25 Vis: Boxplots and Counts
Purpose: Boxplots are a key tool for EDA. Like histograms, boxplots give us a sense of “shape” for a distribution. However, a boxplot is a careful summary of shape. This helps us pick out key features of a distribution, and enables easier comparison of different distributions.
Reading: (None, this is the reading)
## ── Attaching core tidyverse packages ──────────────────────── tidyverse 2.0.0 ──
## ✔ dplyr 1.1.4 ✔ readr 2.1.5
## ✔ forcats 1.0.0 ✔ stringr 1.5.1
## ✔ ggplot2 3.5.1 ✔ tibble 3.2.1
## ✔ lubridate 1.9.4 ✔ tidyr 1.3.1
## ✔ purrr 1.0.4
## ── Conflicts ────────────────────────────────────────── tidyverse_conflicts() ──
## ✖ dplyr::filter() masks stats::filter()
## ✖ dplyr::lag() masks stats::lag()
## ℹ Use the conflicted package (<http://conflicted.r-lib.org/>) to force all conflicts to become errors
25.1 Boxplots
Visuals like histograms, frequency polygons, and distributions give us a highly detailed view of our data. However, this can actually be overwhelming. To illustrate, let’s dive straight into an exercise.
25.1.1 q1 Interpret plots
Which class of vehicle tends to have the most “middle” value of engine displacement (displ
)? More importantly, which plot best helps you make that determination?
## NOTE: No need to modify
# Density plot
mpg %>%
ggplot(aes(displ, color = class)) +
geom_density()
Note that the bold line in the middle of a boxplot is the median of the group.
## NOTE: No need to modify
# Boxplot
mpg %>%
mutate(class = fct_reorder(class, displ)) %>%
ggplot(aes(x = class, y = displ)) +
geom_boxplot()
Observations
- Minivans tend to be in the middle.
- The boxplot is more effective; it literally puts minivan
in the middle of the plot.
25.2 Boxplot definition
A boxplot shows a few key summary statistics from our data. The “box” itself shows the lower quartile (25% of the data) and upper quartile (75% of the data), while the bold line shows the median (50% of the data).

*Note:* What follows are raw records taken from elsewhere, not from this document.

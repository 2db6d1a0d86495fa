//! Support messages.

use reqwest::Method;

use crate::error::Result;
use crate::gateway::Gateway;
use crate::models::SupportMessage;

/// Support endpoints. Note the backend mounts them directly under `/api`.
#[derive(Debug, Clone, Copy)]
pub struct Support<'a> {
    gateway: &'a Gateway,
}

impl<'a> Support<'a> {
    /// Creates a client over `gateway`.
    #[must_use]
    pub const fn new(gateway: &'a Gateway) -> Self {
        Self { gateway }
    }

    /// `POST /api/contact-support`
    pub async fn contact(&self, message: &SupportMessage) -> Result<SupportMessage> {
        self.gateway
            .send_json(Method::POST, "/api/contact-support", message)
            .await
    }

    /// `GET /api/allSupportMessages`
    pub async fn all(&self) -> Result<Vec<SupportMessage>> {
        self.gateway.get("/api/allSupportMessages").await
    }

    /// `GET /api/read/:id`
    pub async fn read(&self, id: u64) -> Result<SupportMessage> {
        self.gateway.get(&format!("/api/read/{id}")).await
    }

    /// `POST /api/update`
    pub async fn update(&self, message: &SupportMessage) -> Result<SupportMessage> {
        self.gateway
            .send_json(Method::POST, "/api/update", message)
            .await
    }
}
async fn support(ctx: &LmsContext, command: SupportCommand) -> anyhow::Result<()> {
    let client = ctx.support();
    match command {
        SupportCommand::Contact {
            name,
            email,
            message,
        } => {
            if name.trim().is_empty() || email.trim().is_empty() || message.trim().is_empty() {
                anyhow::bail!("Please fill all required fields");
            }
            let request = SupportMessage {
                name: Some(name),
                email: Some(email),
                message: Some(message),
                ..Default::default()
            };
            client
                .contact(&request)
                .await
                .map_err(fail("Failed to send message"))?;
            println!("Your message has been sent. Support will get back to you.");
        }
        SupportCommand::List => {
            let messages = client
                .all()
                .await
                .map_err(fail("Failed to fetch support messages"))?;
            if messages.is_empty() {
                println!("No support messages.");
            }
            for message in &messages {
                println!("{}", views::support_message(message));
            }
        }
        SupportCommand::Show { id } => {
            let message = client
                .read(id)
                .await
                .map_err(fail("Failed to fetch support message"))?;
            println!("{}", views::support_message(&message));
        }
        SupportCommand::Update { id, message } => {
            let mut current = client
                .read(id)
                .await
                .map_err(fail("Failed to fetch support message"))?;
            current.id = Some(id);
            current.message = Some(message);
            let saved = client
                .update(&current)
                .await
                .map_err(fail("Failed to update support message"))?;
            println!("{}", views::support_message(&saved));
        }
    }
    Ok(())
}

The following code shows how the quartiles can be manually computed.
## NOTE: No need to edit
mpg %>%
filter(class == "midsize") %>%
ggplot(aes(x = class, y = displ)) +
geom_hline(
data = . %>%
# Compute the quartiles
summarize(
displ_025 = quantile(displ, 0.25),
displ_050 = quantile(displ, 0.50),
displ_075 = quantile(displ, 0.75),
) %>%
# Reshape the data for plotting
pivot_longer(
cols = contains("displ"),
names_sep = "_",
names_to = c(".value", "quantile")
),
mapping = aes(yintercept = displ, color = quantile)
) +
geom_boxplot()
The botplot also includes fences (the thin vertical lines) to show where there is some—but not very much—data. The boxplot also includes a heuristic for identifying outliers, which show up as dots.
25.3 Reorganizing factors
There’s a “trick” I’ve pulled in the earlier boxplot; I reordered the class
variable based on the value of displ
in each group. This is a way to make our plots more informative. The fct_reorder(fct, x)
function is used in a mutate()
call to directly override the original fct
column.
25.4 Cut helpers
Plotting multiple boxplots works best when we have a categorical variable for grouping. However, we can “hack” a continuous variable into a categorical one by “cutting” the values, much like when we bin values in a histogram. The following helpers give us different ways to cut a continuous variable:
cut_interval()
cut_number()
cut_width()
25.4.1 q3 Cut a continuous variable
Use a cut_*
verb (of your choice) to create a categorical variable out of carat
. Tweak the settings in your cut and document your observations.
Hint: Recall that we learned how to look up documentation in an earlier exercise!
diamonds %>%
mutate(carat_cut = cut_width(carat, width = 0.5, boundary = 0)) %>%
ggplot(aes(x = carat_cut, y = price)) +
geom_boxplot()
Observations - Price tends to increase with carat - Median price rises dramatically across carat [0, 2] - Median price is roughly constant across carat [2, 4.5] - Across carat [2, 4.5], the whiskers have essentially the same max price - The IQR is quite small at low carat, but increases with carat; the prices become more variable at higher carat
25.5 Coordinate flipping
One last visual trick: Boxplots in ggplot are usually vertically oriented. However, we can flip the plot to give them a horizontal orientation. Let’s look at an example:
Coordinate flipping is especially helpful when we have a lot of categories.